De gelijkenis van de verloren zoon: Lucas 15 vers 26
En hij riep een van de knechts tot zich en vroeg wat er te doen was Lucas 15: 26 In de gelijkenissen van Jezus nemen knechten of slaven vaak een belangrijke plaats in. De evangelist Lucas beschrijft als geen ander zo getailleerd mogelijk de rol van de knecht of de slaaf in de gelijkenis die Jezus vertelt. Er zijn verschillende meningen over de uitleg van de gelijkenis van de verloren zoon. Moet het symbolisch uitgelegd worden of neemt Jezus een concreet voorbeeld uit de praktijk. Het ligt voor de hand dat Jezus al wandelende zich verplaatste en af en toe de tijd nam om te gaan zitten om mensen de boodschap van Zijn Vader bekend te maken. Hoe kan dat anders dan door voorbeelden uit de praktijk te nemen? Zichtbare en tastbare voorbeelden die mensen zelf meemaken. Niets geen moeilijke taal waar eenvoudige mensen nog eens over na moesten denken. Jezus' opdracht was om het het evangelie in 'Jip en Janneke' taal te verkondigen.
De oudste zoon riep de knecht bij zich
De oudste zoon riep de knecht bij zich. Zo wordt het ook in het Grieks vertaald. Hij liep niet zelf naar de knecht. Als we de situatie eens voorstellen; muziek en dans in het huis (vers 25) dan zou toch de oudste zoon zich moeten haasten naar de knecht. En niet andersom. Het Grieks gebruikt hier overigens het woord wat God ook gebruikt voor het ‘tot Zich roepen van de heidenen’. Jezus Christus en de Heilige Geest roepen predikers tot Zich om het evangelie uit te breiden. De rol van de knecht is zeker niet onbelangrijk.
Knecht en jongste zoon
Het zijn dezelfde knechten waar de jongste zoon aan moest denken toen hij tussen de varkens zat. De dagloners die hij verafschuwde en die het bij zijn vader zo goed hebben. In het Hebreeuws staat er ‘ebed’. Dit betekent in het Oude Testament doorgaans ‘slaaf’ maar in de situatie van religieuze handelingen betekent het dienaar. In de tijd van het Nieuwe Testament wordt er meestal arbeiders mee bedoeld die ingehuurd worden.
Slaven en knechten
Het is de moeite waard om overzicht van de teksten te maken waarin de schrijver de woorden knecht, slaaf, of dienstknecht gebruikt. Achter de tekst staat het hoofdstuk en het versnummer met de gebruikte vertaling.

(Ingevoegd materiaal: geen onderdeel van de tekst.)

//! YAML loader with `!secret` and `!env_var` tag support

use crate::error::{ConfigError, ConfigResult};
use serde_yaml::Value;
use std::collections::HashMap;
use std::fs;
use std::path::{Path, PathBuf};
use tracing::{debug, trace};

/// File holding the values for `!secret` tags
pub const SECRETS_FILE: &str = "secrets.yaml";

/// YAML loader resolving the daemon's custom tags
///
/// - `!secret key` - substitute the value of `key` from `secrets.yaml`
/// - `!env_var VAR` - substitute the environment variable `VAR`
///
/// Other tags are dropped and their inner value kept.
pub struct YamlLoader {
    /// Base directory for relative paths and `secrets.yaml`
    config_dir: PathBuf,
    /// Loaded on first `!secret`
    secrets: Option<HashMap<String, String>>,
}

impl YamlLoader {
    /// Create a new YAML loader for the given config directory
    pub fn new(config_dir: impl Into<PathBuf>) -> Self {
        Self {
            config_dir: config_dir.into(),
            secrets: None,
        }
    }

    /// Load and process a YAML file
    pub fn load_file(&mut self, path: impl AsRef<Path>) -> ConfigResult<Value> {
        let path = self.resolve_path(path.as_ref());
        debug!("Loading YAML file: {:?}", path);

        let content = fs::read_to_string(&path).map_err(|e| ConfigError::ReadFile {
            path: path.clone(),
            source: e,
        })?;

        self.load_str(&content, &path)
    }

    /// Load and process YAML from a string
    pub fn load_str(&mut self, content: &str, source_path: &Path) -> ConfigResult<Value> {
        let value: Value = serde_yaml::from_str(content).map_err(|e| ConfigError::ParseYaml {
            path: source_path.to_path_buf(),
            source: e,
        })?;

        self.process_value(value)
    }

    fn process_value(&mut self, value: Value) -> ConfigResult<Value> {
        match value {
            Value::Tagged(tagged) => {
                let tag = tagged.tag.to_string();
                trace!("Processing tag '{}'", tag);
                match tag.as_str() {
                    "!secret" => self.process_secret(tagged.value),
                    "!env_var" => process_env_var(tagged.value),
                    _ => self.process_value(tagged.value),
                }
            }
            Value::Mapping(map) => {
                let mut result = serde_yaml::Mapping::new();
                for (k, v) in map {
                    result.insert(k, self.process_value(v)?);
                }
                Ok(Value::Mapping(result))
            }
            Value::Sequence(seq) => seq
                .into_iter()
                .map(|v| self.process_value(v))
                .collect::<ConfigResult<Vec<_>>>()
                .map(Value::Sequence),
            _ => Ok(value),
        }
    }

    fn process_secret(&mut self, value: Value) -> ConfigResult<Value> {
        let Value::String(key) = value else {
            return Err(ConfigError::InvalidValue {
                key: "!secret".to_string(),
                reason: "secret key must be a string".to_string(),
            });
        };

        if self.secrets.is_none() {
            self.secrets = Some(load_secrets(&self.config_dir)?);
        }

        let secret = self
            .secrets
            .as_ref()
            .and_then(|secrets| secrets.get(&key))
            .ok_or_else(|| ConfigError::SecretNotFound { key: key.clone() })?;

        debug!("Substituted secret: {}", key);
        Ok(Value::String(secret.clone()))
    }

    fn resolve_path(&self, path: &Path) -> PathBuf {
        if path.is_absolute() {
            path.to_path_buf()
        } else {
            self.config_dir.join(path)
        }
    }

    /// Get the config directory
    pub fn config_dir(&self) -> &Path {
        &self.config_dir
    }
}

fn process_env_var(value: Value) -> ConfigResult<Value> {
    let Value::String(var) = value else {
        return Err(ConfigError::InvalidValue {
            key: "!env_var".to_string(),
            reason: "environment variable name must be a string".to_string(),
        });
    };

    let env_value =
        std::env::var(&var).map_err(|_| ConfigError::EnvVarNotFound { var: var.clone() })?;

    debug!("Substituted env var: {}", var);
    Ok(Value::String(env_value))
}

/// Read `secrets.yaml`; a missing file means no secrets
fn load_secrets(config_dir: &Path) -> ConfigResult<HashMap<String, String>> {
    let path = config_dir.join(SECRETS_FILE);
    if !path.exists() {
        debug!("No secrets file at {:?}", path);
        return Ok(HashMap::new());
    }

    let content = fs::read_to_string(&path).map_err(|e| ConfigError::ReadFile {
        path: path.clone(),
        source: e,
    })?;
    let raw: HashMap<String, Value> =
        serde_yaml::from_str(&content).map_err(|e| ConfigError::ParseYaml {
            path: path.clone(),
            source: e,
        })?;

    Ok(raw
        .into_iter()
        .map(|(k, v)| {
            let s = match v {
                Value::String(s) => s,
                Value::Number(n) => n.to_string(),
                Value::Bool(b) => b.to_string(),
                Value::Null => String::new(),
                other => serde_yaml::to_string(&other)
                    .unwrap_or_default()
                    .trim()
                    .to_string(),
            };
            (k, s)
        })
        .collect())
}

/// Load a YAML file relative to a config directory, resolving tags
pub fn load_yaml(config_dir: impl Into<PathBuf>, file: impl AsRef<Path>) -> ConfigResult<Value> {
    YamlLoader::new(config_dir).load_file(file)
}

/// Load YAML from a string, resolving tags against a config directory
pub fn load_yaml_str(
    config_dir: impl Into<PathBuf>,
    content: &str,
    source_name: &str,
) -> ConfigResult<Value> {
    YamlLoader::new(config_dir).load_str(content, Path::new(source_name))
}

- Daarom ook achtte ik mij niet waardig om zelf naar u toe te gaan. Maar u hoeft maar te spreken en mijn knecht zal genezen zijn. Lucas 7: 7 NBV
- De knecht zei tegen hem: “Uw broer is thuisgekomen, en uw vader heeft het gemeste kalf geslacht omdat hij hem gezond en wel heeft teruggekregen.” Lucas 15: 27 NBV
- ‘Geen knecht kan twee heren dienen, want hij zal of de een verfoeien en van de ander houden, of zich hechten aan de eerste en de ander verachten. Je kunt niet tegelijk God dienen en de geldduivel.’ Lucas 16: 13 WV95
- En wie van u heeft een dienstknecht ploegende, of de beesten hoedende, die tot hem, als hij van den akker inkomt, terstond zal zeggen: Kom bij, en zit aan? Lucas 17:7SV
- Zal hij de slaaf soms danken, omdat hij deed wat hem bevolen was? Lucas 17: 9 NBG 51
- En tegen degenen die erbij stonden zei hij: “Neem hem de honderd drachme af en geef ze aan de knecht die het tienvoudige verworven heeft.” Lucas 19: 24 NBV
- En als het de tijd was, zond hij tot de landlieden een dienstknecht, opdat zij hem van de vrucht des wijngaards geven zouden; maar de landlieden sloegen denzelven, en zonden hem ledig heen. Lucas 20: 10 SV
- Maar hij ging voort en zond een andere slaaf. Zij sloegen ook die, behandelden hem smadelijk en zonden hem met lege handen weg. Lucas 20: 11 NBG51
- De eigenaar stuurde toen een derde knecht, maar ook die werd afgetuigd en de wijngaard uitgegooid. Lucas 20: 12 NBV
Wat is er te doen
Als de oudste zoon vraagt wat er te doen is vertelt de knecht dat zijn jongste broer terug is gekomen. Het is opvallend dat de knecht (in vers 27) slechts een van de vier geschenken noemt die de jongste zoon van zijn vader heeft gekregen. Hij noemt alleen het gemeste kalf. De andere geschenken, het kleed, de ring en de schoenen noemt hij niet.